In a unanimous decision by the Fremont Union High School District board of trustees, the Homestead High School baseball field is officially going to be named after the school district’s legendary P.E. teacher and coach Chuck Camuso.
Carmen “Chuck” Camuso worked for the FUHSD for nearly 50 years. He coached football, track and tennis, but was especially remembered as a baseball coach, with his teams in that sport racking up more than 600 career victories.
In addition to his coaching, Camuso officiated in the professional sports world as a referee for both the NFL and the NBA.
He died in 2012 at the age of 77.
Spearheaded by Homestead physical education teacher Steve Wishart, the effort to name the field received an outpouring of support from teachers, administrators and the school site council.
“We had this new field, and he played on it only for one year. He was such a legendary baseball coach; we thought it would be a nice way to honor him,” Wishart said. “It’s just so well deserved. We all thought it would really be nice to have a remembrance of him on campus, and everybody was so helpful along the way.
“It’s just a neat thing to know he would have liked it. He’s just a legend, and it’s the appropriate thing to do.”
Camuso began working, teaching and coaching in the Fremont Union High School District in 1963. He coached at Cupertino High School and the now-closed Sunnyvale High School, but perhaps made his biggest impact at Homestead High, where he capped off a 25-year tenure as head baseball coach in 2010.
Chuck Camuso also spent more than five decades working as a football and basketball official in Santa Clara Valley, retiring prior to the 2011 sports season.
“‘Moose’ was a great coach, teacher and, most important, a friend to me,” Homestead physical education department chair and teacher Shawn Hook said. “I loved that at 73 or 74, he still had a fire to compete and cared about the kids that he taught and coached. I would often go sit in the dugout with him during games, and he would tell me why baseball was so special to him and that he loved the competition of it all.”
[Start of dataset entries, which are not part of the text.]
//! Query fan-out: prompt construction, response parsing and the sequential
//! batch runner over a list of lookup queries.

pub mod batch;
pub mod error;
pub mod labels;
mod mode;
pub mod parser;
pub mod prompt;
pub mod types;

pub use batch::{BatchOptions, BatchOutcome, LookupStatus, Progress, run_batch};
pub use mode::{Mode, PromptVariant};
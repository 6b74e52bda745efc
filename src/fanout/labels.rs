//! Labels the model is asked to pick from a closed set.
//!
//! The model is not bound by the list, so every label type keeps an
//! `Unknown` variant carrying the received text verbatim.

use serde::{Deserialize, Deserializer, Serialize, Serializer};

macro_rules! soft_enum {
    (
        $(#[$meta:meta])*
        pub enum $name:ident {
            $($variant:ident => $label:literal,)+
        }
    ) => {
        $(#[$meta])*
        #[derive(Debug, Clone, PartialEq, Eq, Hash)]
        pub enum $name {
            $($variant,)+
            Unknown(String),
        }

        impl $name {
            pub const KNOWN: &'static [&'static str] = &[$($label,)+];

            /// Exact match against the known labels after trimming; anything
            /// else is kept as `Unknown` with the original text.
            pub fn from_label(raw: &str) -> Self {
                match raw.trim() {
                    $($label => $name::$variant,)+
                    _ => $name::Unknown(raw.to_string()),
                }
            }

            pub fn as_str(&self) -> &str {
                match self {
                    $($name::$variant => $label,)+
                    $name::Unknown(raw) => raw,
                }
            }

            pub fn is_known(&self) -> bool {
                !matches!(self, $name::Unknown(_))
            }
        }

        impl std::fmt::Display for $name {
            fn fmt(&self, f: &mut std::fmt::Formatter<'_>) -> std::fmt::Result {
                f.write_str(self.as_str())
            }
        }

        impl Serialize for $name {
            fn serialize<S: Serializer>(&self, serializer: S) -> Result<S::Ok, S::Error> {
                serializer.serialize_str(self.as_str())
            }
        }

        impl<'de> Deserialize<'de> for $name {
            fn deserialize<D: Deserializer<'de>>(deserializer: D) -> Result<Self, D::Error> {
                let raw = String::deserialize(deserializer)?;
                Ok($name::from_label(&raw))
            }
        }
    };
}

soft_enum! {
    /// How an expanded query relates to the original one.
    pub enum QueryType {
        Reformulation => "reformulation",
        Related => "related",
        Implicit => "implicit",
        Comparative => "comparative",
        EntityExpansion => "entity_expansion",
        Personalized => "personalized",
    }
}

soft_enum! {
    /// Content format a retrieval router would prefer for a sub-query.
    pub enum RoutingFormat {
        WebArticle => "web_article",
        FaqPage => "faq_page",
        HowToSteps => "how_to_steps",
        ComparisonTable => "comparison_table",
        BuyersGuide => "buyers_guide",
        Checklist => "checklist",
        ProductSpecSheet => "product_spec_sheet",
        GlossaryDefinition => "glossary/definition",
        PricingPage => "pricing_page",
        ReviewRoundup => "review_roundup",
        TutorialVideoTranscript => "tutorial_video/transcript",
        PodcastTranscript => "podcast_transcript",
        CodeSamplesDocs => "code_samples/docs",
        ApiReference => "api_reference",
        CalculatorTool => "calculator/tool",
        Dataset => "dataset",
        ImageGallery => "image_gallery",
        MapLocalPack => "map/local_pack",
        ForumQna => "forum/qna",
        PdfWhitepaper => "pdf_whitepaper",
        CaseStudy => "case_study",
        PressRelease => "press_release",
        InteractiveWidget => "interactive_widget",
    }
}

#[cfg(test)]
mod tests {
    use super::*;

    #[test]
    fn known_query_types_parse() {
        assert_eq!(QueryType::from_label("comparative"), QueryType::Comparative);
        assert_eq!(
            QueryType::from_label(" entity_expansion "),
            QueryType::EntityExpansion
        );
        assert_eq!(QueryType::KNOWN.len(), 6);
    }

    #[test]
    fn unknown_label_keeps_received_text() {
        let t = QueryType::from_label("Reformulation");
        assert_eq!(t, QueryType::Unknown("Reformulation".into()));
        assert_eq!(t.as_str(), "Reformulation");
        assert!(!t.is_known());
    }

    #[test]
    fn routing_formats_cover_closed_list() {
        assert_eq!(RoutingFormat::KNOWN.len(), 23);
        for label in RoutingFormat::KNOWN {
            let parsed = RoutingFormat::from_label(label);
            assert!(parsed.is_known(), "{label} should be known");
            assert_eq!(parsed.as_str(), *label);
        }
    }

    #[test]
    fn slash_labels_round_trip_through_serde() {
        let f: RoutingFormat = serde_json::from_str(r#""map/local_pack""#).unwrap();
        assert_eq!(f, RoutingFormat::MapLocalPack);
        assert_eq!(serde_json::to_string(&f).unwrap(), r#""map/local_pack""#);

        let odd: RoutingFormat = serde_json::from_str(r#""video""#).unwrap();
        assert_eq!(serde_json::to_string(&odd).unwrap(), r#""video""#);
    }
}
use std::io::Read;
use std::path::{Path, PathBuf};

use clap::{Parser, ValueEnum};

use crate::fanout::{Mode, PromptVariant};

#[derive(Parser, Debug)]
#[command(
    name = "qforia",
    version,
    about = "Simulate search-engine query fan-out with Gemini"
)]
pub struct Cli {
    /// Query to fan out
    pub query: Option<String>,

    /// Newline-delimited list of lookup queries ("-" reads stdin)
    #[arg(long, short, conflicts_with = "query")]
    pub file: Option<PathBuf>,

    #[arg(long, value_enum, default_value_t = Mode::Complex)]
    pub mode: Mode,

    #[arg(long, value_enum, default_value_t = PromptVariant::Routing)]
    pub variant: PromptVariant,

    /// Gemini model (overrides GEMINI_MODEL)
    #[arg(long)]
    pub model: Option<String>,

    /// Per-request timeout in seconds
    #[arg(long, default_value_t = 120)]
    pub timeout: u64,

    /// Write expanded queries to this CSV file
    #[arg(long)]
    pub csv: Option<PathBuf>,

    /// Write per-lookup generation plans to this CSV file
    #[arg(long)]
    pub plans_csv: Option<PathBuf>,

    /// Print the run as JSON instead of a Markdown report
    #[arg(long)]
    pub json: bool,

    /// Read queries interactively; each one replaces the previous run
    #[arg(
        long,
        short,
        conflicts_with_all = ["query", "file", "csv", "plans_csv", "json"]
    )]
    pub interactive: bool,
}

#[derive(Debug, thiserror::Error)]
pub enum CliError {
    #[error("Please provide at least one query.")]
    NoLookups,

    #[error("failed to read {path}: {source}")]
    Read {
        path: String,
        #[source]
        source: std::io::Error,
    },
}

impl Cli {
    /// Lookup queries from the positional argument or `--file`.
    pub fn read_lookups(&self) -> Result<Vec<String>, CliError> {
        let lookups = match (&self.query, &self.file) {
            (_, Some(path)) => {
                let text = read_source(path).map_err(|source| CliError::Read {
                    path: path.display().to_string(),
                    source,
                })?;
                parse_lookup_list(&text)
            }
            (Some(query), None) => single_lookup(query),
            (None, None) => Vec::new(),
        };
        if lookups.is_empty() {
            return Err(CliError::NoLookups);
        }
        Ok(lookups)
    }
}

fn read_source(path: &Path) -> std::io::Result<String> {
    if path.as_os_str() == "-" {
        let mut text = String::new();
        std::io::stdin().read_to_string(&mut text)?;
        Ok(text)
    } else {
        std::fs::read_to_string(path)
    }
}

pub fn single_lookup(query: &str) -> Vec<String> {
    let query = query.trim();
    if query.is_empty() {
        vec![]
    } else {
        vec![query.to_string()]
    }
}

/// One lookup per non-blank line, trimmed, in input order.
pub fn parse_lookup_list(text: &str) -> Vec<String> {
    text.lines()
        .map(str::trim)
        .filter(|l| !l.is_empty())
        .map(str::to_string)
        .collect()
}

/// A line entered in interactive mode.
#[derive(Debug, PartialEq)]
pub enum Command {
    Run(String),
    SetMode(Mode),
    SetVariant(PromptVariant),
    Export(PathBuf),
    Help,
    Quit,
}

pub const INTERACTIVE_HELP: &str = "\
Enter a query to fan it out. Commands:
  :mode simple|complex       switch search mode
  :variant standard|routing  switch prompt variant
  :export PATH               write the last run to CSV
  :help                      show this help
  :quit                      exit";

/// `Ok(None)` for blank lines.
pub fn parse_command(line: &str) -> Result<Option<Command>, String> {
    let line = line.trim();
    if line.is_empty() {
        return Ok(None);
    }
    let Some(rest) = line.strip_prefix(':') else {
        return Ok(Some(Command::Run(line.to_string())));
    };

    let (name, arg) = rest
        .split_once(char::is_whitespace)
        .map(|(n, a)| (n, a.trim()))
        .unwrap_or((rest, ""));

    let command = match name {
        "mode" => Command::SetMode(Mode::from_str(arg, true)?),
        "variant" => Command::SetVariant(PromptVariant::from_str(arg, true)?),
        "export" if !arg.is_empty() => Command::Export(PathBuf::from(arg)),
        "export" => return Err("usage: :export PATH".to_string()),
        "help" | "h" | "?" => Command::Help,
        "quit" | "q" | "exit" => Command::Quit,
        other => return Err(format!("unknown command :{other} (try :help)")),
    };
    Ok(Some(command))
}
A dedication is scheduled to take place at Homestead High on May 12 at 3:15 p.m. The field is the first to be named at Homestead since the new fields were completed in 2010.
Homestead principal Greg Giglio said the naming of the field is a chance to recognize someone who gave a lot to the district and Homestead community.
“The school itself just celebrated its 50th anniversary, and Chuck was in this district for most of that,” Giglio said. “He represents the legacy of Homestead, and a lot of the athletic program was built around him.
“It’s fitting now to have his name on our fields for future generations to know about this important figure in building that program.”